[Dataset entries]
────

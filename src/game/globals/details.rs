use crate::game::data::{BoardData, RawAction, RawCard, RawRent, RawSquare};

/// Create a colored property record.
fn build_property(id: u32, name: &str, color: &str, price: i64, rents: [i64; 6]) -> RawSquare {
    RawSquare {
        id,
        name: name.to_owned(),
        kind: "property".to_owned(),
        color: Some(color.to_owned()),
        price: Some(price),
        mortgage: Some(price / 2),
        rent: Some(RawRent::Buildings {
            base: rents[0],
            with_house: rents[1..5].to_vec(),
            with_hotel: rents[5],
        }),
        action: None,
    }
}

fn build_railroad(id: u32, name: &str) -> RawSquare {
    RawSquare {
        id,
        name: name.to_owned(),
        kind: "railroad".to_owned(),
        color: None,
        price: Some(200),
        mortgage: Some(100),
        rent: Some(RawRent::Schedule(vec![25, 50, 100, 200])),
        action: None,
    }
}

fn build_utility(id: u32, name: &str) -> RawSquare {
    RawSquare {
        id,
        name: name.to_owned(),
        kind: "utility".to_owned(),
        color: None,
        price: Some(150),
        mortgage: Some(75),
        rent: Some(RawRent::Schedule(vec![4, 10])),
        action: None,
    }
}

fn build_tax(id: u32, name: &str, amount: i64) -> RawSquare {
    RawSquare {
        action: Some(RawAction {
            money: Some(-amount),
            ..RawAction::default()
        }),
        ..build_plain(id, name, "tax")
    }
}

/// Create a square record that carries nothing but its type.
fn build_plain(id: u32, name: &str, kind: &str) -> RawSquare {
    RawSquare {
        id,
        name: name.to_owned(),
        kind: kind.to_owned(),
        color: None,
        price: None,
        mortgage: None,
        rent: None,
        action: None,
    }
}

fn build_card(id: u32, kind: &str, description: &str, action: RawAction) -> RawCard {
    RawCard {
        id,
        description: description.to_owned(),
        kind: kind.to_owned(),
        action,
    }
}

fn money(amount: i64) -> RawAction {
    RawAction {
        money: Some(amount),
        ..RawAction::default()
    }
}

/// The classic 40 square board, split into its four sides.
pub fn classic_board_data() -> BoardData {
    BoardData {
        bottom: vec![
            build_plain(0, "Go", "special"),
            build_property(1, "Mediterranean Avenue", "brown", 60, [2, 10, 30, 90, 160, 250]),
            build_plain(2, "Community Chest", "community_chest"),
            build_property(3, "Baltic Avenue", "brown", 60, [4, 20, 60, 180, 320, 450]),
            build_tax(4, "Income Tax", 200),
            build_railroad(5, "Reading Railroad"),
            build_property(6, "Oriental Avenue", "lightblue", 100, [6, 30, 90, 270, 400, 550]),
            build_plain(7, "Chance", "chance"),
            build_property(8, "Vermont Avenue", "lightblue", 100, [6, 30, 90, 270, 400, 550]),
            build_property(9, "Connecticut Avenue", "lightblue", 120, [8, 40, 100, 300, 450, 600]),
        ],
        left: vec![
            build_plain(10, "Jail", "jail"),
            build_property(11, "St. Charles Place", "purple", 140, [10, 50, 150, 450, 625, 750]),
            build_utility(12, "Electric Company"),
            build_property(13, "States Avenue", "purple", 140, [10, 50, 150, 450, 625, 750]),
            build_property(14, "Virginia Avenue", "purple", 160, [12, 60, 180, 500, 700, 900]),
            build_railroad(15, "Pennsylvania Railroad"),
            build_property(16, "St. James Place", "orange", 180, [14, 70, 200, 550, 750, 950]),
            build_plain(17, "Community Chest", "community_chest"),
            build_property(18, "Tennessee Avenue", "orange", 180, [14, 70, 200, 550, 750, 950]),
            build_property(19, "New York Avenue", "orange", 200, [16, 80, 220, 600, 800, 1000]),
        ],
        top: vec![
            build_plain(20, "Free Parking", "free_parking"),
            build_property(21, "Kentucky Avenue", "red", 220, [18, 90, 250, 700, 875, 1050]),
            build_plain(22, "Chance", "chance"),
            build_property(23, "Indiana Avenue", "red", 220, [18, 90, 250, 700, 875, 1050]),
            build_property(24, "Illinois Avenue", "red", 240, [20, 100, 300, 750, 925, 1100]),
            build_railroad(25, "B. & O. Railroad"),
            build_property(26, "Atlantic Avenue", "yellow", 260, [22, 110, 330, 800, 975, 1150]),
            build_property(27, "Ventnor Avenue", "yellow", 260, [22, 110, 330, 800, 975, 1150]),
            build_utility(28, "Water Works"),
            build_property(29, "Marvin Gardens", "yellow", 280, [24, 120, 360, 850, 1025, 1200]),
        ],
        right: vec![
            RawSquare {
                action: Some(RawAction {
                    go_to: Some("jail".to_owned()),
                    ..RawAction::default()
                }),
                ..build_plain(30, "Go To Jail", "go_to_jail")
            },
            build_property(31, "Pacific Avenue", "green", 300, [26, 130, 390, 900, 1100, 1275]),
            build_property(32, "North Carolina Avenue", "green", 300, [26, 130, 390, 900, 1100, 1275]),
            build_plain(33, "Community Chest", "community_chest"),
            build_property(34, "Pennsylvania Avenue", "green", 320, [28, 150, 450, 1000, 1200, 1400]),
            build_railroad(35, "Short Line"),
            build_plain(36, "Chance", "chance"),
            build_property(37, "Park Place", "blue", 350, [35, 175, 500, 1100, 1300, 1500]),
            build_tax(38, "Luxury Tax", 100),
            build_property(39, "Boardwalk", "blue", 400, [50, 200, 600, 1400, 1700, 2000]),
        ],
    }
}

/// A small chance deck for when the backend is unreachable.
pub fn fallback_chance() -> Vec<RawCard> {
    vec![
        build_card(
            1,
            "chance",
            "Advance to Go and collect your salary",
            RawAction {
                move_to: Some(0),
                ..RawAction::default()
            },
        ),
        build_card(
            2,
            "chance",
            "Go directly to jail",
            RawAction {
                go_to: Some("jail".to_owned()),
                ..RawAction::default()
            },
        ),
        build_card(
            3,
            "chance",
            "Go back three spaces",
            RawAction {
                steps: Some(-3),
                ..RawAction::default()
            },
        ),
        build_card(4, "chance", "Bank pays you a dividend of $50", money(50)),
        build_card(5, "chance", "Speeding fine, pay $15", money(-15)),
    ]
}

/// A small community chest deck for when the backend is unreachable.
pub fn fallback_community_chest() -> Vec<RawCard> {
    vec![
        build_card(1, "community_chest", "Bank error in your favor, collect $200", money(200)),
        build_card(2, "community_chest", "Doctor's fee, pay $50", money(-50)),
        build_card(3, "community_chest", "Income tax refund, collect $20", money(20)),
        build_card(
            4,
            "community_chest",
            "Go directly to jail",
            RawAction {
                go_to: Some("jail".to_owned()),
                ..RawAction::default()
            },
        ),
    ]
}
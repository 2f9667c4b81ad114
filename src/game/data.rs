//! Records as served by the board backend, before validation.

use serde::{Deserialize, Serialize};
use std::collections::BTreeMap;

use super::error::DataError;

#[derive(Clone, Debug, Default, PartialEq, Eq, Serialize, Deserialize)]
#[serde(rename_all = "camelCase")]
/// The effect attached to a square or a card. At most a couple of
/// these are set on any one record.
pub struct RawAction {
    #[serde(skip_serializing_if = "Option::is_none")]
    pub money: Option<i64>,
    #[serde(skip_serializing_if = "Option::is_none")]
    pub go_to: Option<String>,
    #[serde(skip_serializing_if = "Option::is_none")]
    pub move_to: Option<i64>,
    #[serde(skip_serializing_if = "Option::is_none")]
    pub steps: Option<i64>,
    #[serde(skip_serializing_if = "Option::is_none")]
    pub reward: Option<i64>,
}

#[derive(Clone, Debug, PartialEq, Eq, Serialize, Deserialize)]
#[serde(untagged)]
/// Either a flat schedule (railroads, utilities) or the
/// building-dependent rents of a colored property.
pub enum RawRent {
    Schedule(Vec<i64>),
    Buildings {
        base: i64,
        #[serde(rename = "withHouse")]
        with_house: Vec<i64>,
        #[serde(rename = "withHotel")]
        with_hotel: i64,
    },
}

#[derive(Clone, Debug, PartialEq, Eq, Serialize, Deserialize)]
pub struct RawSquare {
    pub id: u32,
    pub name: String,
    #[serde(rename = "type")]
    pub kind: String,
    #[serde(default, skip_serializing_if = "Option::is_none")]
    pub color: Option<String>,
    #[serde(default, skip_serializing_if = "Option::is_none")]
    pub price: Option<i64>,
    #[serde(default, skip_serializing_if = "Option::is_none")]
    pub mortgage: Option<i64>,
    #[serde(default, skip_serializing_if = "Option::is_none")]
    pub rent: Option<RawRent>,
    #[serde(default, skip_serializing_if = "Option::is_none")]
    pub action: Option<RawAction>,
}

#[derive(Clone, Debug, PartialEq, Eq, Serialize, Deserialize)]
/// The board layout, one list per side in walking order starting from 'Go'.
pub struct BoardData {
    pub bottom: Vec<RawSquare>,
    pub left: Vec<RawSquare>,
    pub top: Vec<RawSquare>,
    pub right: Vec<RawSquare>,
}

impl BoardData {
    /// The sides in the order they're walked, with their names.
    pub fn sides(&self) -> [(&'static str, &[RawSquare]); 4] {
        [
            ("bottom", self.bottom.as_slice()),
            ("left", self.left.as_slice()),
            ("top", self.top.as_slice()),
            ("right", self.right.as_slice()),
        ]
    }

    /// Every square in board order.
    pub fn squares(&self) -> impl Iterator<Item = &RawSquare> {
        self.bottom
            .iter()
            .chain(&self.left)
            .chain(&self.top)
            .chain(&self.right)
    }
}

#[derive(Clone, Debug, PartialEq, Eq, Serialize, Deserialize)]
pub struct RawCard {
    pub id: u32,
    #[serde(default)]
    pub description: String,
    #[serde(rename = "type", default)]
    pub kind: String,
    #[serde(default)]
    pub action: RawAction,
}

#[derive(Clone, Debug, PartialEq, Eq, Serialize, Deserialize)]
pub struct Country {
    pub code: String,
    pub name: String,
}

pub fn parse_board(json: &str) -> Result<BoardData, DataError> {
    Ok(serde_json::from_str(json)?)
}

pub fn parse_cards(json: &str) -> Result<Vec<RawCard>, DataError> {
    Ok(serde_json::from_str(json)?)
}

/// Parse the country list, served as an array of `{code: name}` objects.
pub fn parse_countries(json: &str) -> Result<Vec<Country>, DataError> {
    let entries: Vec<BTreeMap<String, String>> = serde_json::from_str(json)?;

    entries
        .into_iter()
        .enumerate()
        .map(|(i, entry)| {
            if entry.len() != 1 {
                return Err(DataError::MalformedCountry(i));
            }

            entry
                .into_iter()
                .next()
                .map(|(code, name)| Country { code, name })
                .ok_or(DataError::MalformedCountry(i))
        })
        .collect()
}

────

### Your assignment
Within the data above, the lines from the one with "you a dividend" to the one with "Default, PartialEq, Eq, Serialize, Deserialize)]" must be repeated exactly; no other line belongs in the answer.

### Answer to this exercise
        build_card(4, "chance", "Bank pays you a dividend of $50", money(50)),
        build_card(5, "chance", "Speeding fine, pay $15", money(-15)),
    ]
}

/// A small community chest deck for when the backend is unreachable.
pub fn fallback_community_chest() -> Vec<RawCard> {
    vec![
        build_card(1, "community_chest", "Bank error in your favor, collect $200", money(200)),
        build_card(2, "community_chest", "Doctor's fee, pay $50", money(-50)),
        build_card(3, "community_chest", "Income tax refund, collect $20", money(20)),
        build_card(
            4,
            "community_chest",
            "Go directly to jail",
            RawAction {
                go_to: Some("jail".to_owned()),
                ..RawAction::default()
            },
        ),
    ]
}
repository 2f9667c4b81ad114
filename src/game/data.rs
//! Records as served by the board backend, before validation.

use serde::{Deserialize, Serialize};
use std::collections::BTreeMap;

use super::error::DataError;

#[derive(Clone, Debug, Default, PartialEq, Eq, Serialize, Deserialize)]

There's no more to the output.